MLS, though, is also exceptionally protective of its image. League brass are acutely aware of MLS’ perception within the overall sports ecosystem. They know that not only do they have to contend with traditional North American sports leagues for sponsorship dollars and fans’ disposable income — which figures to be a much tougher sell coming out of the coronavirus crisis — they’re also competing for soccer fans’ attention against cash-flush European circuits that field iconic teams and employ the game’s biggest superstars.

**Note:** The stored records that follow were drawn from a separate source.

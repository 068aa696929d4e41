use std::collections::HashMap;

use crate::integrator::DivergenceInfo;

#[derive(Debug, Clone, PartialEq)]
pub enum SampleStatValue {
    Array(Box<[f64]>),
    U64(u64),
    F64(f64),
    Bool(bool),
}

impl From<Box<[f64]>> for SampleStatValue {
    fn from(val: Box<[f64]>) -> Self {
        SampleStatValue::Array(val)
    }
}

impl From<u64> for SampleStatValue {
    fn from(val: u64) -> Self {
        SampleStatValue::U64(val)
    }
}

impl From<f64> for SampleStatValue {
    fn from(val: f64) -> Self {
        SampleStatValue::F64(val)
    }
}

impl From<bool> for SampleStatValue {
    fn from(val: bool) -> Self {
        SampleStatValue::Bool(val)
    }
}

pub trait AsSampleStatMap {
    fn as_map(&self) -> HashMap<&'static str, SampleStatValue>;
}

/// Diagnostics of a single draw
#[derive(Debug, Clone)]
pub struct SampleStats {
    /// 1-based index of the draw, warmup included.
    pub draw: u64,
    /// Number of doublings of the trajectory.
    pub tree_height: u64,
    /// Whether the trajectory was terminated because it reached
    /// the maximum tree height.
    pub maxdepth_reached: bool,
    pub diverging: bool,
    /// Details about the first divergence of the trajectory. Only kept if
    /// `store_divergences` is set.
    pub divergence_info: Option<DivergenceInfo>,
    pub log_prob: f64,
    /// The step size used for this trajectory.
    pub step_size: f64,
    pub step_size_bar: f64,
    pub mean_accept_prob: f64,
    pub n_leapfrog: u64,
    /// Number of points in the trajectory inside the slice.
    pub accepted_count: u64,
    pub tuning: bool,
}

impl AsSampleStatMap for SampleStats {
    fn as_map(&self) -> HashMap<&'static str, SampleStatValue> {
        let mut map: HashMap<_, SampleStatValue> = HashMap::with_capacity(16);
        map.insert("draw", self.draw.into());
        map.insert("tree_height", self.tree_height.into());
        map.insert("maxdepth_reached", self.maxdepth_reached.into());
        map.insert("diverging", self.diverging.into());
        map.insert("log_prob", self.log_prob.into());
        map.insert("step_size", self.step_size.into());
        map.insert("step_size_bar", self.step_size_bar.into());
        map.insert("mean_tree_accept", self.mean_accept_prob.into());
        map.insert("n_steps", self.n_leapfrog.into());
        map.insert("accepted_count", self.accepted_count.into());
        map.insert("tuning", self.tuning.into());

        if let Some(info) = self.divergence_info.as_ref() {
            if let Some(energy_error) = info.energy_error {
                map.insert("energy_error", energy_error.into());
            }
            if let Some(start) = info.start_location.as_ref() {
                let values: Box<[f64]> = start.values().flat_map(|t| t.iter().copied()).collect();
                map.insert("divergence_start", values.into());
            }
            if let Some(end) = info.end_location.as_ref() {
                let values: Box<[f64]> = end.values().flat_map(|t| t.iter().copied()).collect();
                map.insert("divergence_end", values.into());
            }
        }
        map
    }
}
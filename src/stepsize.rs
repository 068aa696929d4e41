use std::f64::consts::LN_2;

use log::{debug, warn};
use rand::Rng;

use crate::{
    error::Result,
    integrator::{LeapfrogIntegrator, LeapfrogState},
    model::ProbabilisticModel,
    potential::Potential,
    tree::Proposal,
};

pub(crate) const MIN_STEP_SIZE: f64 = 1e-10;
pub(crate) const MAX_STEP_SIZE: f64 = 1e5;
const MAX_SEARCH_ITERATIONS: usize = 100;

/// Settings for step size adaptation
#[derive(Debug, Clone, Copy)]
pub struct DualAverageSettings {
    /// Mean acceptance probability the adaptation aims for.
    pub target_accept: f64,
    pub k: f64,
    pub t0: f64,
    pub gamma: f64,
}

impl Default for DualAverageSettings {
    fn default() -> DualAverageSettings {
        DualAverageSettings {
            target_accept: 0.65,
            k: 0.75,
            t0: 10.,
            gamma: 0.05,
        }
    }
}

#[derive(Debug, Clone)]
struct DualAverage {
    log_step: f64,
    log_step_adapted: f64,
    hbar: f64,
    mu: f64,
    settings: DualAverageSettings,
}

impl DualAverage {
    fn new(settings: DualAverageSettings, initial_step: f64) -> DualAverage {
        DualAverage {
            log_step: initial_step.ln(),
            log_step_adapted: 0.,
            hbar: 0.,
            mu: (10. * initial_step).ln(),
            settings,
        }
    }

    fn advance(&mut self, accept_stat: f64, iteration: u64) {
        let count = iteration.max(1) as f64;
        let w = 1. / (count + self.settings.t0);
        self.hbar = (1. - w) * self.hbar + w * (self.settings.target_accept - accept_stat);
        self.log_step = self.mu - self.hbar * count.sqrt() / self.settings.gamma;
        let mk = count.powf(-self.settings.k);
        self.log_step_adapted = mk * self.log_step + (1. - mk) * self.log_step_adapted;
    }
}

fn clamp_step(step_size: f64) -> f64 {
    step_size.clamp(MIN_STEP_SIZE, MAX_STEP_SIZE)
}

/// Dual averaging step size adaptation.
///
/// During the first `adapt_count` iterations the step size follows the
/// dual averaging iterate. Afterwards it is fixed to the weighted average of
/// all iterates.
#[derive(Debug, Clone)]
pub struct AdaptiveStepSize {
    dual_average: DualAverage,
    step_size: f64,
    adapt_count: u64,
}

impl AdaptiveStepSize {
    pub fn new(initial_step: f64, adapt_count: u64, settings: DualAverageSettings) -> Self {
        Self {
            dual_average: DualAverage::new(settings, initial_step),
            step_size: initial_step,
            adapt_count,
        }
    }

    /// Update the step size with the mean acceptance probability of the
    /// trajectory at 1-based `iteration` and return the step size for the
    /// next trajectory. From the last warmup iteration on this is the
    /// averaged step size.
    pub fn adapt(&mut self, mean_accept_prob: f64, iteration: u64) -> f64 {
        if iteration > self.adapt_count {
            self.step_size = self.step_size_bar();
            return self.step_size;
        }

        let accept = if mean_accept_prob.is_finite() {
            mean_accept_prob
        } else {
            0.
        };
        self.dual_average.advance(accept, iteration);

        if iteration == self.adapt_count {
            self.step_size = self.step_size_bar();
            return self.step_size;
        }

        let next = self.dual_average.log_step.exp();
        if next.is_nan() {
            warn!("Step size adaptation produced NaN, keeping {}", self.step_size);
        } else {
            self.step_size = clamp_step(next);
        }
        self.step_size
    }

    pub fn step_size(&self) -> f64 {
        self.step_size
    }

    /// The averaged step size that is used after adaptation.
    pub fn step_size_bar(&self) -> f64 {
        let step = self.dual_average.log_step_adapted.exp();
        if step.is_nan() {
            return self.step_size;
        }
        clamp_step(step)
    }
}

fn log_joint_after<M: ProbabilisticModel>(
    model: &mut M,
    integrator: &LeapfrogIntegrator,
    start: &LeapfrogState,
    step_size: f64,
) -> Result<f64> {
    let log_joint = match integrator.step(model, start, step_size)? {
        Ok(end) => end.log_joint(),
        Err(_) => f64::NEG_INFINITY,
    };
    if log_joint.is_nan() {
        return Ok(f64::NEG_INFINITY);
    }
    Ok(log_joint)
}

/// Heuristic for a reasonable first step size.
///
/// Starting at 1, the step size is doubled (or halved) until the
/// acceptance ratio of a single leapfrog step from `proposal` crosses 1/2.
/// If the search does not converge within the step size bounds, the last
/// step size is used and a warning logged.
pub fn find_starting_step_size<M: ProbabilisticModel, R: Rng + ?Sized>(
    model: &mut M,
    potential: &Potential,
    proposal: &Proposal,
    rng: &mut R,
) -> Result<f64> {
    let start = LeapfrogState::new(
        proposal.position.clone(),
        potential.random(rng),
        proposal.gradient.clone(),
        proposal.log_prob,
        potential,
    );
    let integrator = LeapfrogIntegrator::new(potential);
    let initial_log_joint = start.log_joint();

    let mut step_size = 1f64;
    let mut log_ratio =
        log_joint_after(model, &integrator, &start, step_size)? - initial_log_joint;
    let direction = if log_ratio > 0.5f64.ln() { 1f64 } else { -1f64 };

    for _ in 0..MAX_SEARCH_ITERATIONS {
        if !(direction * log_ratio > -direction * LN_2) {
            debug!("Found starting step size {}", step_size);
            return Ok(step_size);
        }
        let next = step_size * 2f64.powf(direction);
        if !(MIN_STEP_SIZE..=MAX_STEP_SIZE).contains(&next) {
            warn!(
                "Starting step size search left [{}, {}], using {}",
                MIN_STEP_SIZE, MAX_STEP_SIZE, step_size
            );
            return Ok(step_size);
        }
        step_size = next;
        log_ratio = log_joint_after(model, &integrator, &start, step_size)? - initial_log_joint;
    }

    warn!(
        "Starting step size search did not converge after {} iterations, using {}",
        MAX_SEARCH_ITERATIONS, step_size
    );
    Ok(step_size)
}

If MLS wants to live up to the “major” in its name, there is no way it can afford not to return when the rest of its competitors do. Imagine the damage to the league’s reputation if, when the NFL and NBA are back up and running, MLS is instead locking its players out of its stadiums over a pay dispute. An outfit that struggles for mainstream media attention in the best of times would be forgotten entirely. Any publicity it did get would damage the slowly changing notion that it’s not a serious player on the global sports scene.
There are still hurdles to overcome. MLS players have continued to receive their full salaries during the shutdown; by July, which seems like the earliest date play could potentially resume, they will already have been paid more than half of their annual income. That means that if the league gets its way, they’d effectively be playing whatever passes for the 2020 season for free.
That’s probably not going happen. Common sense will probably prevail. The players will probably wind up accepting a smaller pay cut in the end.
And MLS’ collection of billionaire owners probably won’t like it. It’s going to cost them a ton of money. But compared to the long-lasting (and asset-diminishing) impact that canceling the entire season at the very moment other sports return could cause, it would probably be relatively small price to pay.